Your assignment: Set the data down again so that every line matches exactly.

Data to use:
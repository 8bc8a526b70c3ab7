//! Input assembly: task board text plus the target day's calendar

use std::path::PathBuf;
use std::sync::Arc;

use chrono::NaiveDate;
use tracing::{debug, info, warn};

use super::RunError;
use crate::calendar::{CalendarEvent, CalendarService};

/// Everything the prompt is built from
#[derive(Debug, Clone)]
pub struct Inputs {
    pub kanban: String,
    pub events: Vec<CalendarEvent>,
}

pub struct InputAssembler {
    kanban_path: PathBuf,
    calendar: Option<Arc<dyn CalendarService>>,
}

impl InputAssembler {
    pub fn new(kanban_path: impl Into<PathBuf>, calendar: Option<Arc<dyn CalendarService>>) -> Self {
        Self {
            kanban_path: kanban_path.into(),
            calendar,
        }
    }

    /// Read the task board (required) and the day's events (best effort)
    pub async fn assemble(&self, date: NaiveDate) -> Result<Inputs, RunError> {
        debug!(kanban_path = ?self.kanban_path, %date, "assemble: called");
        let kanban = std::fs::read_to_string(&self.kanban_path).map_err(|source| RunError::Input {
            path: self.kanban_path.clone(),
            source,
        })?;
        info!("Read task board {} ({} bytes)", self.kanban_path.display(), kanban.len());

        let events = self.read_events(date).await;
        Ok(Inputs { kanban, events })
    }

    /// A failed read leaves the prompt without calendar events
    async fn read_events(&self, date: NaiveDate) -> Vec<CalendarEvent> {
        let Some(calendar) = &self.calendar else {
            debug!("read_events: calendar disabled");
            return Vec::new();
        };

        match calendar.list_events(date).await {
            Ok(events) => events,
            Err(e) => {
                warn!("Calendar read failed, planning without events: {}", e);
                Vec::new()
            }
        }
    }
}
//! Domain entities - the scenario tree

mod scenario;
mod squad;
mod team;

pub use scenario::{
    Scenario, DEFAULT_AUTHOR, DEFAULT_BACKGROUND, DEFAULT_TEAM_COLORS, DEFAULT_TITLE,
};
pub use squad::Squad;
pub use team::Team;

Expected answer:
repository 8bc8a526b70c3ab7
//! Input assembly: task board text plus the target day's calendar

use std::path::PathBuf;
use std::sync::Arc;

use chrono::NaiveDate;
use tracing::{debug, info, warn};

use super::RunError;
use crate::calendar::{CalendarEvent, CalendarService};

/// Everything the prompt is built from
#[derive(Debug, Clone)]
pub struct Inputs {
    pub kanban: String,
    pub events: Vec<CalendarEvent>,
}

pub struct InputAssembler {
    kanban_path: PathBuf,
    calendar: Option<Arc<dyn CalendarService>>,
}

impl InputAssembler {
    pub fn new(kanban_path: impl Into<PathBuf>, calendar: Option<Arc<dyn CalendarService>>) -> Self {
        Self {
            kanban_path: kanban_path.into(),
            calendar,
        }
    }

    /// Read the task board (required) and the day's events (best effort)
    pub async fn assemble(&self, date: NaiveDate) -> Result<Inputs, RunError> {
        debug!(kanban_path = ?self.kanban_path, %date, "assemble: called");
        let kanban = std::fs::read_to_string(&self.kanban_path).map_err(|source| RunError::Input {
            path: self.kanban_path.clone(),
            source,
        })?;
        info!("Read task board {} ({} bytes)", self.kanban_path.display(), kanban.len());

        let events = self.read_events(date).await;
        Ok(Inputs { kanban, events })
    }

    /// A failed read leaves the prompt without calendar events
    async fn read_events(&self, date: NaiveDate) -> Vec<CalendarEvent> {
        let Some(calendar) = &self.calendar else {
            debug!("read_events: calendar disabled");
            return Vec::new();
        };

        match calendar.list_events(date).await {
            Ok(events) => events,
            Err(e) => {
                warn!("Calendar read failed, planning without events: {}", e);
                Vec::new()
            }
        }
    }
}
//! Domain entities - the scenario tree

mod scenario;
mod squad;
mod team;

pub use scenario::{
    Scenario, DEFAULT_AUTHOR, DEFAULT_BACKGROUND, DEFAULT_TEAM_COLORS, DEFAULT_TITLE,
};
pub use squad::Squad;
pub use team::Team;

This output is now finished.